START RECORDS

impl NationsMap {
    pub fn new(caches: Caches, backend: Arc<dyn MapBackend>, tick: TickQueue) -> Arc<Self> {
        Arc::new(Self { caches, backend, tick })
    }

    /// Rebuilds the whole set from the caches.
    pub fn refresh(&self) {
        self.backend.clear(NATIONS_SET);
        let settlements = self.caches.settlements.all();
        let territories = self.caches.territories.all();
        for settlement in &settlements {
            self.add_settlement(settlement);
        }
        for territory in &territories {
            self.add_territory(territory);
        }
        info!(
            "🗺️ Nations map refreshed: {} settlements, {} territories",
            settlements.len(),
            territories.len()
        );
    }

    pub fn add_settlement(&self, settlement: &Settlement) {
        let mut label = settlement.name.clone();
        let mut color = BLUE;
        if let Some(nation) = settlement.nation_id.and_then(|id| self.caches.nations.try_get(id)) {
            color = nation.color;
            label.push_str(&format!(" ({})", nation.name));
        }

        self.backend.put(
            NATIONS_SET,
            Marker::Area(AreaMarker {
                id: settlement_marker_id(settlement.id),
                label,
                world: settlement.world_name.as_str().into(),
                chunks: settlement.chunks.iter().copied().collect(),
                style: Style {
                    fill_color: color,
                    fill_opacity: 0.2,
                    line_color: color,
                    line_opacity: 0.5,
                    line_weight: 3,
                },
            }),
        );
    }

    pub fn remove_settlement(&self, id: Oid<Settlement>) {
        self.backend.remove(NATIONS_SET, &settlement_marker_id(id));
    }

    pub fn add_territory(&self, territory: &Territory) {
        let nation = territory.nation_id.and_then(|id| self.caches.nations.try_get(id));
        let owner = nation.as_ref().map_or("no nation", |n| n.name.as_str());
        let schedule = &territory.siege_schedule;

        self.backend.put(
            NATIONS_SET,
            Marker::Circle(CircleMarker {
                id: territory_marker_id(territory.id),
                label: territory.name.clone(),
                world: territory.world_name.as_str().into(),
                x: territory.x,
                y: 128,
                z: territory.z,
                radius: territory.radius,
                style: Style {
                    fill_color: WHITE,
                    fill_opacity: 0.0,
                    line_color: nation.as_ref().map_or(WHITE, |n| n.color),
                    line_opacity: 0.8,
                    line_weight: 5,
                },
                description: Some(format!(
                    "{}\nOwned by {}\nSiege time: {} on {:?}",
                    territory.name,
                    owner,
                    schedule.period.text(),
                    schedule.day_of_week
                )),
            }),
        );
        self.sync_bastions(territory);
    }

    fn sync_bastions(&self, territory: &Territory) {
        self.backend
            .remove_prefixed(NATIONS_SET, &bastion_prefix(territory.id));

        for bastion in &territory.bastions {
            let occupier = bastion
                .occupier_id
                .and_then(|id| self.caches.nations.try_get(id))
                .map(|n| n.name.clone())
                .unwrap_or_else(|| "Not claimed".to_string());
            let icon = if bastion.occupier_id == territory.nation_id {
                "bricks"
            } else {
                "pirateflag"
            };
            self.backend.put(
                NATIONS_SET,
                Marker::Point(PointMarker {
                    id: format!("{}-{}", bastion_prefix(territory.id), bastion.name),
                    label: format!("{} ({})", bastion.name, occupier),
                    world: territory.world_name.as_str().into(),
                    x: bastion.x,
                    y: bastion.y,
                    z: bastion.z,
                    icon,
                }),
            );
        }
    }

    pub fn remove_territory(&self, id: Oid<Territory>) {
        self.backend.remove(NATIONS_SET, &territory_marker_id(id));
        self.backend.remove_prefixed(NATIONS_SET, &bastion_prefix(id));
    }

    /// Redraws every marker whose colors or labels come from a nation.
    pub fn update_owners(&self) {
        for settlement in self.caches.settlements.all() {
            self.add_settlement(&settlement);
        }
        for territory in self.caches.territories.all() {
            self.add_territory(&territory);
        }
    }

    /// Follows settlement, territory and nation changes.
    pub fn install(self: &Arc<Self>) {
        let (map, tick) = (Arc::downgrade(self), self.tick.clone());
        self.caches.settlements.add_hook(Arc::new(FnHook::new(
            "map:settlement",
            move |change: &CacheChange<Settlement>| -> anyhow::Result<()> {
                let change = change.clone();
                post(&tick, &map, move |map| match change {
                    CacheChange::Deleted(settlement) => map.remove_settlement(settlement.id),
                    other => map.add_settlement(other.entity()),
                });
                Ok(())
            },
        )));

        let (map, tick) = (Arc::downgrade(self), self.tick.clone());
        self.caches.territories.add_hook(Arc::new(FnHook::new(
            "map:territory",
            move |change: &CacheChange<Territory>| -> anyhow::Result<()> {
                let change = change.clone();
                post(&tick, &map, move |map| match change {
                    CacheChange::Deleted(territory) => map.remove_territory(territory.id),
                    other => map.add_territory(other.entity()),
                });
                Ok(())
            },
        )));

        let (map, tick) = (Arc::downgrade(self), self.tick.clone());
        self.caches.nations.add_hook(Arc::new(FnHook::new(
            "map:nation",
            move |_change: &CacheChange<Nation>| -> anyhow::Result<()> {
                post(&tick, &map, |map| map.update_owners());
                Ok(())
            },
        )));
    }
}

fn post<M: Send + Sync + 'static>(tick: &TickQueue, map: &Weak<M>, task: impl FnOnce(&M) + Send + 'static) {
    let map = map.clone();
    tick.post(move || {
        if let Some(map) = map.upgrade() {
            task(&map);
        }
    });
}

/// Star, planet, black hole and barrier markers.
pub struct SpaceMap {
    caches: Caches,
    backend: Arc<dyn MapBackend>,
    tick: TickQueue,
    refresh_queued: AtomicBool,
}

END RECORDS

**DIRECTIONS:**
Return only the part of the records above that opens with the line containing "let icon = if" and closes with the line containing "pub fn update_owners(&self)", ends included.

**SOLUTION TO THE PROBLEM:**
            let icon = if bastion.occupier_id == territory.nation_id {
                "bricks"
            } else {
                "pirateflag"
            };
            self.backend.put(
                NATIONS_SET,
                Marker::Point(PointMarker {
                    id: format!("{}-{}", bastion_prefix(territory.id), bastion.name),
                    label: format!("{} ({})", bastion.name, occupier),
                    world: territory.world_name.as_str().into(),
                    x: bastion.x,
                    y: bastion.y,
                    z: bastion.z,
                    icon,
                }),
            );
        }
    }

    pub fn remove_territory(&self, id: Oid<Territory>) {
        self.backend.remove(NATIONS_SET, &territory_marker_id(id));
        self.backend.remove_prefixed(NATIONS_SET, &bastion_prefix(id));
    }

    /// Redraws every marker whose colors or labels come from a nation.
    pub fn update_owners(&self) {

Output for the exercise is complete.